(Data supplied begins)
impl ServerConnection {
    pub fn new(descriptor: ServerDescriptor) -> Arc<Self> {
        Arc::new(Self {
            descriptor,
            state: Mutex::new(ConnectionState::Disconnected),
            transport: Mutex::new(None),
            notifications: Mutex::new(None),
            watcher: Mutex::new(None),
            handshake: Mutex::new(None),
            consecutive_failures: AtomicU32::new(0),
            recovery_attempts: AtomicU32::new(0),
            recovery_active: AtomicBool::new(false),
            created_at: Utc::now(),
            last_success_at: Mutex::new(None),
            last_check: Mutex::new(None),
            history: Mutex::new(VecDeque::with_capacity(HEALTH_HISTORY_LIMIT)),
            probe_gate: AsyncMutex::new(()),
        })
    }

    pub fn server_id(&self) -> &str {
        &self.descriptor.id
    }

    pub fn descriptor(&self) -> &ServerDescriptor {
        &self.descriptor
    }

    pub fn state(&self) -> ConnectionState {
        *self.state.lock().expect("state lock")
    }

    pub fn consecutive_failures(&self) -> u32 {
        self.consecutive_failures.load(Ordering::SeqCst)
    }

    pub fn recovery_attempts(&self) -> u32 {
        self.recovery_attempts.load(Ordering::SeqCst)
    }

    pub fn increment_recovery_attempts(&self) -> u32 {
        self.recovery_attempts.fetch_add(1, Ordering::SeqCst) + 1
    }

    /// Claim the single recovery slot for this connection. Returns false if a
    /// recovery task is already in flight.
    pub fn begin_recovery(&self) -> bool {
        !self.recovery_active.swap(true, Ordering::SeqCst)
    }

    pub fn end_recovery(&self) {
        self.recovery_active.store(false, Ordering::SeqCst);
    }

    /// Apply a transition from the state table, rejecting and logging
    /// anything the table does not allow.
    pub fn try_transition(&self, next: ConnectionState) -> Result<(), StateError> {
        let mut state = self.state.lock().expect("state lock");
        if state.can_transition_to(next) {
            debug!(
                server = %self.descriptor.id,
                from = state.as_str(),
                to = next.as_str(),
                "connection state transition"
            );
            *state = next;
            Ok(())
        } else {
            let err = StateError {
                server: self.descriptor.id.clone(),
                from: *state,
                to: next,
            };
            warn!(
                server = %self.descriptor.id,
                from = err.from.as_str(),
                to = next.as_str(),
                "rejected invalid state transition"
            );
            Err(err)
        }
    }

    /// Explicit-removal path: valid from every state.
    pub fn force_disconnect(&self) -> ConnectionState {
        let mut state = self.state.lock().expect("state lock");
        let previous = *state;
        *state = ConnectionState::Disconnected;
        if previous != ConnectionState::Disconnected {
            info!(
                server = %self.descriptor.id,
                from = previous.as_str(),
                "connection disconnected"
            );
        }
        previous
    }

    /// First connect: DISCONNECTED -> CONNECTING -> CONNECTED | ERROR.
    pub async fn establish(
        &self,
        connector: &dyn Connector,
        timeout: Duration,
    ) -> Result<(), TransportError> {
        self.try_transition(ConnectionState::Connecting)
            .map_err(|err| TransportError::Transport {
                server: self.descriptor.id.clone(),
                message: err.to_string(),
            })?;

        match self.open_transport(connector, timeout).await {
            Ok(()) => {
                let _ = self.try_transition(ConnectionState::Connected);
                self.mark_success();
                info!(server = %self.descriptor.id, "tool server connected");
                Ok(())
            }
            Err(err) => {
                self.record_failure();
                let _ = self.try_transition(ConnectionState::Error);
                Err(err)
            }
        }
    }

    /// Recovery reconnect: RECOVERING -> CONNECTED | ERROR. The caller has
    /// already transitioned the connection into RECOVERING.
    pub async fn reopen(
        &self,
        connector: &dyn Connector,
        timeout: Duration,
    ) -> Result<(), TransportError> {
        match self.open_transport(connector, timeout).await {
            Ok(()) => {
                let _ = self.try_transition(ConnectionState::Connected);
                self.reset_counters();
                self.mark_success();
                Ok(())
            }
            Err(err) => {
                self.record_failure();
                let _ = self.try_transition(ConnectionState::Error);
                Err(err)
            }
        }
    }

    async fn open_transport(
        &self,
        connector: &dyn Connector,
        timeout: Duration,
    ) -> Result<(), TransportError> {
        let timeout_ms = timeout.as_millis() as u64;
        let (handle, info) = tokio::time::timeout(timeout, async {
            let handle = connector.connect(&self.descriptor).await?;
            let transport = Arc::clone(&handle.transport);
            match self.handshake_with(transport.as_ref()).await {
                Ok(info) => Ok((handle, info)),
                Err(err) => {
                    transport.close().await;
                    Err(err)
                }
            }
        })
        .await
        .map_err(|_| TransportError::Timeout {
            server: self.descriptor.id.clone(),
            timeout_ms,
        })??;

        let stale = self
            .transport
            .lock()
            .expect("transport lock")
            .replace(Arc::clone(&handle.transport));
        if let Some(stale) = stale {
            stale.close().await;
        }
        *self.notifications.lock().expect("notifications lock") = Some(handle.notifications);
        *self.handshake.lock().expect("handshake lock") = Some(info);
        Ok(())
    }

    async fn handshake_with(
        &self,
        transport: &dyn ToolTransport,
    ) -> Result<HandshakeInfo, TransportError> {
        let params = json!({
            "protocolVersion": PROTOCOL_VERSION,
            "clientInfo": {
                "name": env!("CARGO_PKG_NAME"),
                "version": env!("CARGO_PKG_VERSION"),
            },
            "capabilities": {},
        });
        let result = transport.request("initialize", params).await?;

        let info = HandshakeInfo {
            server_name: result
                .pointer("/serverInfo/name")
                .and_then(Value::as_str)
                .map(str::to_string),
            server_version: result
                .pointer("/serverInfo/version")
                .and_then(Value::as_str)
                .map(str::to_string),
            capabilities: result.get("capabilities").cloned(),
            instructions: result
                .get("instructions")
                .and_then(Value::as_str)
                .map(str::to_string),
        };
        transport
            .notify("notifications/initialized", json!({}))
            .await?;
        debug!(
            server = %self.descriptor.id,
            server_name = info.server_name.as_deref().unwrap_or("unknown"),
            server_version = info.server_version.as_deref().unwrap_or("unknown"),
            "handshake complete"
        );
        Ok(info)
    }

    /// Fetch the server's tool catalog.
    pub async fn list_tools(&self) -> Result<Vec<ToolDescriptor>, TransportError> {
        let transport = self.live_transport()?;
        let result = transport.request("tools/list", json!({})).await?;

        let mut tools = Vec::new();
        if let Some(items) = result.get("tools").and_then(Value::as_array) {
            for item in items {
                let Some(name) = item.get("name").and_then(Value::as_str) else {
                    continue;
                };
                let requires_confirmation = item
                    .get("requiresConfirmation")
                    .or_else(|| item.get("confirmationRequired"))
                    .and_then(Value::as_bool)
                    .unwrap_or(false);
                tools.push(ToolDescriptor {
                    name: name.to_string(),
                    server_id: self.descriptor.id.clone(),
                    description: item
                        .get("description")
                        .and_then(Value::as_str)
                        .map(str::to_string),
                    requires_confirmation,
                    input_schema: item.get("inputSchema").cloned(),
                });
            }
        }
        Ok(tools)
    }

    /// Dispatch one tool call. The timeout bounds only this round trip.
    pub async fn call_tool(
        &self,
        tool: &str,
        arguments: Value,
        timeout: Duration,
    ) -> Result<Value, TransportError> {
        let transport = self.live_transport()?;
        let params = json!({
            "name": tool,
            "arguments": match arguments {
                Value::Null => Value::Object(Default::default()),
                other => other,
            },
        });
        let timeout_ms = timeout.as_millis() as u64;
        tokio::time::timeout(timeout, transport.request("tools/call", params))
            .await
            .map_err(|_| TransportError::Timeout {
                server: self.descriptor.id.clone(),
                timeout_ms,
            })?
    }

    /// Run one liveness probe. Probes for a given connection never overlap;
    /// concurrent callers queue on the probe gate.
    pub async fn probe(&self, timeout: Duration) -> HealthCheckResult {
        let _gate = self.probe_gate.lock().await;
        let result = match self.state() {
            ConnectionState::Connected => self.probe_connected(timeout).await,
            ConnectionState::Error => {
                HealthCheckResult::unreachable("connection is in error state awaiting recovery")
            }
            other => HealthCheckResult::unreachable(format!(
                "connection is {}, not probed",
                other.as_str()
            )),
        };
        self.record_check(result.clone());
        result
    }

    async fn probe_connected(&self, timeout: Duration) -> HealthCheckResult {
        if self.try_transition(ConnectionState::Checking).is_err() {
            return HealthCheckResult::unreachable("connection left connected state before probe");
        }
        let transport = match self.live_transport() {
            Ok(transport) => transport,
            Err(err) => {
                self.record_failure();
                let _ = self.try_transition(ConnectionState::Error);
                return HealthCheckResult::unhealthy(0, err.to_string());
            }
        };

        let started = tokio::time::Instant::now();
        match tokio::time::timeout(timeout, transport.request("ping", json!({}))).await {
            Ok(Ok(_)) => {
                let latency_ms = started.elapsed().as_millis() as u64;
                let _ = self.try_transition(ConnectionState::Connected);
                self.mark_success();
                HealthCheckResult::healthy(latency_ms, self.handshake_metadata())
            }
            Ok(Err(err)) => {
                let latency_ms = started.elapsed().as_millis() as u64;
                self.record_failure();
                let _ = self.try_transition(ConnectionState::Error);
                HealthCheckResult::unhealthy(latency_ms, err.to_string())
            }
            Err(_) => {
                self.record_failure();
                let _ = self.try_transition(ConnectionState::Error);
                HealthCheckResult::unhealthy(
                    timeout.as_millis() as u64,
                    format!("probe timed out after {}ms", timeout.as_millis()),
                )
            }
        }
    }

    /// A live call hit a genuine transport failure. Routed through the probe
    /// path so the transition stays within the state table.
    pub fn mark_failed(&self) {
        if self.try_transition(ConnectionState::Checking).is_ok() {
            self.record_failure();
            let _ = self.try_transition(ConnectionState::Error);
        }
    }

    pub fn snapshot(&self) -> ServerHealthSnapshot {
        ServerHealthSnapshot {
            server_id: self.descriptor.id.clone(),
            state: self.state(),
            consecutive_failures: self.consecutive_failures(),
            recovery_attempts: self.recovery_attempts(),
            created_at: self.created_at,
            last_success_at: *self.last_success_at.lock().expect("last success lock"),
            last_check: self.last_check.lock().expect("last check lock").clone(),
            history: self
                .history
                .lock()
                .expect("history lock")
                .iter()
                .cloned()
                .collect(),
        }
    }

    /// Tear the connection down: stop the notification watcher, close the
    /// transport, and force the terminal state.
    pub async fn shutdown(&self) {
        if let Some(handle) = self.watcher.lock().expect("watcher lock").take() {
            handle.abort();
        }
        let transport = self.transport.lock().expect("transport lock").take();
        if let Some(transport) = transport {
            transport.close().await;
        }
        self.notifications.lock().expect("notifications lock").take();
        self.force_disconnect();
    }

    pub fn take_notifications(&self) -> Option<mpsc::UnboundedReceiver<ServerNotification>> {
        self.notifications.lock().expect("notifications lock").take()
    }

    pub fn attach_watcher(&self, handle: JoinHandle<()>) {
        let mut watcher = self.watcher.lock().expect("watcher lock");
        if let Some(old) = watcher.take() {
            old.abort();
        }
        *watcher = Some(handle);
    }

    fn live_transport(&self) -> Result<Arc<dyn ToolTransport>, TransportError> {
        self.transport
            .lock()
            .expect("transport lock")
            .clone()
            .ok_or_else(|| TransportError::Terminated {
                server: self.descriptor.id.clone(),
            })
    }

    fn handshake_metadata(&self) -> HealthMetadata {
        match self.handshake.lock().expect("handshake lock").as_ref() {
            Some(info) => HealthMetadata {
                server_version: info.server_version.clone(),
                capabilities: info.capabilities.clone(),
            },
            None => HealthMetadata::default(),
        }
    }

    fn mark_success(&self) {
        self.consecutive_failures.store(0, Ordering::SeqCst);
        *self.last_success_at.lock().expect("last success lock") = Some(Utc::now());
    }

    fn reset_counters(&self) {
        self.consecutive_failures.store(0, Ordering::SeqCst);
        self.recovery_attempts.store(0, Ordering::SeqCst);
    }

    fn record_failure(&self) {
        self.consecutive_failures.fetch_add(1, Ordering::SeqCst);
    }

    fn record_check(&self, result: HealthCheckResult) {
        {
            let mut history = self.history.lock().expect("history lock");
            if history.len() == HEALTH_HISTORY_LIMIT {
                history.pop_front();
            }
            history.push_back(result.clone());
        }
        *self.last_check.lock().expect("last check lock") = Some(result);
    }
}
//! Publish/subscribe notification for lifecycle events.
//!
//! Handlers are registered per event kind and invoked synchronously at the
//! publishing site, so one subscriber observes a given server's events in
//! the order that server produced them.

use crate::domain::types::{EventKind, GatewayEvent};
use std::collections::HashMap;
use std::sync::atomic::{AtomicU64, Ordering};
use std::sync::{Arc, Mutex};

type Handler = Arc<dyn Fn(&GatewayEvent) + Send + Sync>;

#[derive(Debug, Clone, Copy, PartialEq, Eq, Hash)]
pub struct SubscriptionId(u64);

#[derive(Default)]
pub struct EventBus {
    next_id: AtomicU64,
    subscribers: Mutex<HashMap<EventKind, Vec<(SubscriptionId, Handler)>>>,
}

impl EventBus {
    pub fn new() -> Self {
        Self::default()
    }

    pub fn subscribe(
        &self,
        kind: EventKind,
        handler: impl Fn(&GatewayEvent) + Send + Sync + 'static,
    ) -> SubscriptionId {
        let id = SubscriptionId(self.next_id.fetch_add(1, Ordering::SeqCst));
        let mut subscribers = self.subscribers.lock().expect("subscriber lock");
        subscribers
            .entry(kind)
            .or_default()
            .push((id, Arc::new(handler)));
        id
    }

    pub fn unsubscribe(&self, id: SubscriptionId) -> bool {
        let mut subscribers = self.subscribers.lock().expect("subscriber lock");
        let mut removed = false;
        for handlers in subscribers.values_mut() {
            let before = handlers.len();
            handlers.retain(|(handler_id, _)| *handler_id != id);
            removed |= handlers.len() != before;
        }
        removed
    }

    pub fn publish(&self, event: GatewayEvent) {
        let handlers: Vec<Handler> = {
            let subscribers = self.subscribers.lock().expect("subscriber lock");
            subscribers
                .get(&event.kind())
                .map(|entries| entries.iter().map(|(_, h)| Arc::clone(h)).collect())
                .unwrap_or_default()
        };
        for handler in handlers {
            handler(&event);
        }
    }
}
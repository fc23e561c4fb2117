use chrono::{DateTime, Utc};
use serde::{Deserialize, Serialize};
use serde_json::Value;

/// Lifecycle state of one tool-server connection.
///
/// A connection occupies exactly one state at any instant. All transitions go
/// through [`can_transition_to`](ConnectionState::can_transition_to); the only
/// path outside the table is the forced disconnect used by explicit removal.
#[derive(Debug, Clone, Copy, PartialEq, Eq, Serialize, Deserialize)]
#[serde(rename_all = "lowercase")]
pub enum ConnectionState {
    Disconnected,
    Connecting,
    Connected,
    Checking,
    Error,
    Recovering,
}

impl ConnectionState {
    pub fn as_str(self) -> &'static str {
        match self {
            ConnectionState::Disconnected => "disconnected",
            ConnectionState::Connecting => "connecting",
            ConnectionState::Connected => "connected",
            ConnectionState::Checking => "checking",
            ConnectionState::Error => "error",
            ConnectionState::Recovering => "recovering",
        }
    }

    /// Whether `next` is a legal successor of `self`.
    pub fn can_transition_to(self, next: ConnectionState) -> bool {
        use ConnectionState::*;
        matches!(
            (self, next),
            (Disconnected, Connecting)
                | (Connecting, Connected)
                | (Connecting, Error)
                | (Connected, Checking)
                | (Checking, Connected)
                | (Checking, Error)
                | (Error, Recovering)
                | (Recovering, Connected)
                | (Recovering, Error)
                | (Recovering, Disconnected)
        )
    }
}

/// Outcome classification of a single health probe.
#[derive(Debug, Clone, Copy, PartialEq, Eq, Serialize, Deserialize)]
#[serde(rename_all = "lowercase")]
pub enum HealthStatus {
    /// The server answered the liveness request in time.
    Healthy,
    /// The server was probed and failed (timeout or transport error).
    Unhealthy,
    /// The server was not probed because no live channel exists.
    Unreachable,
}

/// Version and capability metadata captured during the protocol handshake.
#[derive(Debug, Clone, Default, Serialize, Deserialize)]
pub struct HealthMetadata {
    pub server_version: Option<String>,
    pub capabilities: Option<Value>,
}

/// One health probe result. Immutable; appended to the connection's bounded
/// history ring.
#[derive(Debug, Clone, Serialize, Deserialize)]
pub struct HealthCheckResult {
    pub success: bool,
    pub status: HealthStatus,
    pub latency_ms: u64,
    pub error: Option<String>,
    pub checked_at: DateTime<Utc>,
    pub metadata: HealthMetadata,
}

impl HealthCheckResult {
    pub fn healthy(latency_ms: u64, metadata: HealthMetadata) -> Self {
        Self {
            success: true,
            status: HealthStatus::Healthy,
            latency_ms,
            error: None,
            checked_at: Utc::now(),
            metadata,
        }
    }

    pub fn unhealthy(latency_ms: u64, error: impl Into<String>) -> Self {
        Self {
            success: false,
            status: HealthStatus::Unhealthy,
            latency_ms,
            error: Some(error.into()),
            checked_at: Utc::now(),
            metadata: HealthMetadata::default(),
        }
    }

    pub fn unreachable(error: impl Into<String>) -> Self {
        Self {
            success: false,
            status: HealthStatus::Unreachable,
            latency_ms: 0,
            error: Some(error.into()),
            checked_at: Utc::now(),
            metadata: HealthMetadata::default(),
        }
    }
}

/// A named callable capability exposed by a connected tool server.
#[derive(Debug, Clone, PartialEq, Serialize, Deserialize)]
pub struct ToolDescriptor {
    pub name: String,
    /// Id of the server that registered this tool.
    pub server_id: String,
    pub description: Option<String>,
    #[serde(default, alias = "requiresConfirmation")]
    pub requires_confirmation: bool,
    #[serde(default, alias = "inputSchema")]
    pub input_schema: Option<Value>,
}

/// Discriminated result of one gateway invocation.
///
/// `ConfirmationRequired` and `NotFound` are expected control-flow signals,
/// not faults; callers match on the variant instead of discriminating errors.
#[derive(Debug, Clone)]
pub enum InvokeOutcome {
    Success { result: Value, elapsed_ms: u64 },
    ConfirmationRequired { tool: String },
    NotFound { tool: String },
    Unavailable {
        tool: String,
        server_id: String,
        state: ConnectionState,
    },
    Failed { tool: String, message: String },
}

impl InvokeOutcome {
    pub fn is_success(&self) -> bool {
        matches!(self, InvokeOutcome::Success { .. })
    }
}

/// Point-in-time view of one connection, exposed through the gateway.
#[derive(Debug, Clone, Serialize)]
pub struct ServerHealthSnapshot {
    pub server_id: String,
    pub state: ConnectionState,
    pub consecutive_failures: u32,
    pub recovery_attempts: u32,
    pub created_at: DateTime<Utc>,
    pub last_success_at: Option<DateTime<Utc>>,
    pub last_check: Option<HealthCheckResult>,
    pub history: Vec<HealthCheckResult>,
}

/// Subscription buckets for the gateway event bus.
#[derive(Debug, Clone, Copy, PartialEq, Eq, Hash)]
pub enum EventKind {
    Health,
    Recovery,
    Catalog,
    Removal,
}

/// Events published by the connection lifecycle components.
#[derive(Debug, Clone)]
pub enum GatewayEvent {
    HealthChanged {
        server_id: String,
        result: HealthCheckResult,
    },
    ServerRecovered {
        server_id: String,
        attempts: u32,
    },
    RecoveryExhausted {
        server_id: String,
        attempts: u32,
    },
    CatalogRegistered {
        server_id: String,
        tool_count: usize,
    },
    CatalogEvicted {
        server_id: String,
    },
    ServerRemoved {
        server_id: String,
    },
}

impl GatewayEvent {
    pub fn kind(&self) -> EventKind {
        match self {
            GatewayEvent::HealthChanged { .. } => EventKind::Health,
            GatewayEvent::ServerRecovered { .. } | GatewayEvent::RecoveryExhausted { .. } => {
                EventKind::Recovery
            }
            GatewayEvent::CatalogRegistered { .. } | GatewayEvent::CatalogEvicted { .. } => {
                EventKind::Catalog
            }
            GatewayEvent::ServerRemoved { .. } => EventKind::Removal,
        }
    }

    pub fn server_id(&self) -> &str {
        match self {
            GatewayEvent::HealthChanged { server_id, .. }
            | GatewayEvent::ServerRecovered { server_id, .. }
            | GatewayEvent::RecoveryExhausted { server_id, .. }
            | GatewayEvent::CatalogRegistered { server_id, .. }
            | GatewayEvent::CatalogEvicted { server_id }
            | GatewayEvent::ServerRemoved { server_id } => server_id,
        }
    }
}

#[cfg(test)]
mod tests {
    use super::*;
    use ConnectionState::*;

    #[test]
    fn connect_cycle_transitions_are_legal() {
        assert!(Disconnected.can_transition_to(Connecting));
        assert!(Connecting.can_transition_to(Connected));
        assert!(Connecting.can_transition_to(Error));
        assert!(Connected.can_transition_to(Checking));
        assert!(Checking.can_transition_to(Connected));
        assert!(Checking.can_transition_to(Error));
    }

    #[test]
    fn recovery_transitions_are_legal() {
        assert!(Error.can_transition_to(Recovering));
        assert!(Recovering.can_transition_to(Connected));
        assert!(Recovering.can_transition_to(Error));
        assert!(Recovering.can_transition_to(Disconnected));
    }

    #[test]
    fn illegal_transitions_are_rejected() {
        assert!(!Disconnected.can_transition_to(Connected));
        assert!(!Connected.can_transition_to(Connected));
        assert!(!Connected.can_transition_to(Error));
        assert!(!Connected.can_transition_to(Recovering));
        assert!(!Error.can_transition_to(Connected));
        assert!(!Error.can_transition_to(Checking));
        assert!(!Checking.can_transition_to(Recovering));
        assert!(!Disconnected.can_transition_to(Recovering));
    }

    #[test]
    fn event_kinds_route_to_their_bucket() {
        let health = GatewayEvent::HealthChanged {
            server_id: "s".into(),
            result: HealthCheckResult::unreachable("down"),
        };
        assert_eq!(health.kind(), EventKind::Health);
        assert_eq!(health.server_id(), "s");

        let exhausted = GatewayEvent::RecoveryExhausted {
            server_id: "s".into(),
            attempts: 4,
        };
        assert_eq!(exhausted.kind(), EventKind::Recovery);

        let removed = GatewayEvent::ServerRemoved { server_id: "s".into() };
        assert_eq!(removed.kind(), EventKind::Removal);
    }

    #[test]
    fn tool_descriptor_accepts_camel_case_aliases() {
        let json = r#"{
            "name": "delete_file",
            "server_id": "fs",
            "description": "Delete a file",
            "requiresConfirmation": true,
            "inputSchema": {"type": "object"}
        }"#;
        let tool: ToolDescriptor = serde_json::from_str(json).expect("valid descriptor");
        assert!(tool.requires_confirmation);
        assert!(tool.input_schema.is_some());
    }
}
(Data supplied ends)
**Activity**. Scan the data above; copy every line where "unknown" appears.

**Answer section**.
            server_name = info.server_name.as_deref().unwrap_or("unknown"),
            server_version = info.server_version.as_deref().unwrap_or("unknown"),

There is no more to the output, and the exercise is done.